One item on my list is clearly designed for a meeting where someone has made a fatuous contribution: "Thank you - we're refreshed and challenged by your unique point of view." An annoyingly persistent person might provoke the question: "If I throw a stick, will you leave?" If this is not well received, add: "Do I look like a people person?"

Many of us will have attended "staff development" events where we might have been tempted to observe: "It sounds like English, but I can't understand a word you're saying." Drifting into total fantasy: "I'm already visualising the duct tape over your mouth."

Let me offer a final example from my list before I consign it to the shredder. "Errors have been made - others will be blamed." Back-covering when things go wrong is commonplace in large organisations. Some senior managers are expert at ensuring their survival, whatever the circumstances. Shifting responsibility onto someone less senior, who may not be in a position to set the record straight, is an option.

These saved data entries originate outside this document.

//! Kernel objects: what a capability names and what an invocation acts on.
//!
//! A task's [`CapTable`] maps capability indices to [`Kobject`]s together with
//! the [`Rights`] the task holds on them. [`sys_invoke()`] resolves the
//! selector of an invocation and hands it to the object:
//! * a [`ThreadObject`] either takes part in an IPC or runs a thread operation,
//! * an [`IpcGate`] forwards the message to the thread bound to it, with its label,
//! * a [`Semaphore`] and the [`SchedulerObject`] answer kernel protocol messages.
//!
//! Objects that answer protocol messages go through [`invoke_helper()`], which
//! runs the object's handler on a copy of the caller's message registers and
//! then either commits the reply or, if the handler asked for it, starts the
//! caller's receive phase.

#![no_std]

extern crate alloc;
#[macro_use] extern crate log;


mod cap_table;
mod ipc_gate;
mod sched;
mod semaphore;
mod syscall;
mod thread;

pub use cap_table::{CapTable, Task};
pub use ipc_gate::IpcGate;
pub use sched::{SchedOp, SchedulerObject};
pub use semaphore::Semaphore;
pub use syscall::{return_to_user, sys_invoke};
pub use thread::{ThreadObject, ThreadOp};

use abi::{commit_error, IpcOp, L4Error, Mword, MsgTag, ObjRef, Rights, TagFlags, TimeoutPair, Utcb};
use alloc::sync::Arc;
use context::{Context, ContextRef};
use ipc::{IpcOutcome, IpcRequest};
use scheduler::CpuSched;

/// A strong reference to any kernel object.
pub type KobjectRef = Arc<dyn Kobject>;

/// Something a capability can name.
pub trait Kobject: Send + Sync {
    /// A short name of the object's type, for log messages.
    fn kind(&self) -> &'static str;

    /// Handles `inv`, issued by the current context of `cs`.
    ///
    /// The result is committed to the invoker's frame, unless the invoker
    /// blocked, in which case it is committed once the operation completes.
    fn invoke(&self, cs: &mut CpuSched, inv: &Invocation<'_>) -> IpcOutcome;

    fn as_thread(&self) -> Option<&ThreadObject> {
        None
    }
}

/// One invocation of a kernel object, as decoded from the invoker's frame.
pub struct Invocation<'a> {
    /// The invoking context, current on the CPU at entry.
    pub caller: ContextRef,
    /// The task whose capability table resolves selectors in the message.
    pub task: &'a Task,
    pub obj_ref: ObjRef,
    /// The rights the invoker holds on the object.
    pub rights: Rights,
    pub tag: MsgTag,
    pub timeout: TimeoutPair,
    /// The label word of the invoker's frame.
    pub label: Mword,
}

/// What a protocol handler run by [`invoke_helper()`] produced.
#[derive(Debug, PartialEq, Eq)]
pub enum Reply {
    /// Commit this tag to the invoker, together with the reply words.
    Tag(MsgTag),
    /// The handler dealt with the invoker's frame itself, or will once the
    /// invoker resumes.
    Committed(IpcOutcome),
}

/// The tag a protocol handler returns when the invoker gets no answer.
pub fn no_reply() -> MsgTag {
    MsgTag::new(0, 0, TagFlags::SCHEDULE, 0)
}

/// A scratch UTCB for reply words nobody is going to read.
pub fn utcb_dummy() -> Utcb {
    Utcb::new()
}

/// Runs the protocol handler `kinvoke` of an object for `inv`.
///
/// `kinvoke` reads the invoker's message from a snapshot of its UTCB and
/// writes its reply words into a scratch UTCB. Those are copied back only if
/// the invoker asked for a receive phase. An error tag (with the error flag)
/// also copies the scratch UTCB's error word.
///
/// A reply tag with [`SCHEDULE`](abi::TagFlags::SCHEDULE) set (see
/// [`no_reply()`]) does not answer: it starts the invoker's receive phase, a
/// closed wait for the invoker's own caller or an open wait if it asked for one.
pub fn invoke_helper<F>(cs: &mut CpuSched, inv: &Invocation<'_>, kinvoke: F) -> IpcOutcome
where
    F: FnOnce(&mut CpuSched, &Utcb, &mut Utcb) -> Reply,
{
    let input = inv.caller.utcb().clone();
    let mut out = utcb_dummy();
    let tag = match kinvoke(cs, &input, &mut out) {
        Reply::Tag(tag) => tag,
        Reply::Committed(outcome) => return outcome,
    };

    if tag.has_error() {
        inv.caller.utcb().error = out.error;
        inv.caller.frame().set_tag(tag);
        return IpcOutcome::Done;
    }

    let have_recv = inv.obj_ref.have_recv();
    if have_recv && !tag.do_switch() && context::same(cs.current(), &inv.caller) {
        let closed = if inv.obj_ref.op().contains(IpcOp::OPEN_WAIT) {
            None
        } else {
            inv.caller.caller().map(|(caller, _)| caller)
        };
        let req = IpcRequest {
            tag: MsgTag::default(),
            partner: None,
            have_receive: true,
            closed_sender: closed,
            timeout: inv.timeout,
            rights: Rights::empty(),
            label: 0,
        };
        return ipc::do_ipc(cs, req);
    }

    if have_recv {
        let words = tag.words();
        inv.caller.utcb().values[..words].copy_from_slice(&out.values[..words]);
    }
    inv.caller.frame().set_tag(tag);
    IpcOutcome::Done
}

/// Runs the IPC part of an invocation of `target`, a thread or the thread an
/// IPC gate is bound to, delivering `label`.
///
/// A receive phase waits for `target` alone unless an open wait was asked
/// for. Without any operation bits the invocation is a call. An invocation
/// that ends up with neither a partner nor a receive phase fails with
/// [`NotExistent`](L4Error::NotExistent).
pub(crate) fn ipc_to(cs: &mut CpuSched, inv: &Invocation<'_>, target: &ContextRef, label: Mword) -> IpcOutcome {
    let op = inv.obj_ref.op();
    let mut req = IpcRequest {
        tag: inv.tag,
        partner: None,
        have_receive: false,
        closed_sender: None,
        timeout: inv.timeout,
        rights: inv.rights,
        label,
    };

    if op.is_empty() {
        req.partner = Some(target.clone());
        req.closed_sender = Some(target.clone());
        req.have_receive = true;
    } else {
        if op.contains(IpcOp::RECV) {
            req.have_receive = true;
            if !op.contains(IpcOp::OPEN_WAIT) {
                req.closed_sender = Some(target.clone());
            }
        }
        if op.contains(IpcOp::SEND) {
            req.partner = Some(target.clone());
        }
    }

    if req.partner.is_none() && !req.have_receive {
        return fail(&inv.caller, L4Error::NotExistent);
    }
    ipc::do_ipc(cs, req)
}

/// Fails an invocation before anything happened.
pub(crate) fn fail(ctx: &Context, err: L4Error) -> IpcOutcome {
    debug!("{:?}: invocation failed with {:?}", ctx, err);
    let tag = commit_error(&mut ctx.utcb(), err, MsgTag::default());
    ctx.frame().set_tag(tag);
    IpcOutcome::Done
}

Of course, most of the time we stop short of making such remarks and, in the context of teaching, there are good reasons for this. Apart from considerations of social courtesy and the need to find ways of working with people we may not like, the values represented by the educational system would sit uncomfortably alongside a climate in which rudeness and sarcasm became the norm.

Teachers are expected to set an example in terms of showing respect for pupils and for each other. Accounts of proper professional conduct emphasise such qualities as fairness, civility and empathy. That is not to say there is no place for light banter between colleagues who know each other, but care has to be taken not to stray beyond acceptable boundaries.

However, in certain situations, the conventions of professional behaviour may prevent a serious problem being addressed. Where the leadership has lost the confidence of staff and the climate is affecting staff and pupils in negative ways, there comes a point when plain speaking is required. Tact and diplomacy only take you so far.

I sometimes say that "niceness is not enough", by which I mean there are occasions when people may have to be told what they don't want to hear. But if we are willing to dish out criticism, we have to be prepared to be on the receiving end as well.

Walter Humes is research professor of education at the University of the West of Scotland.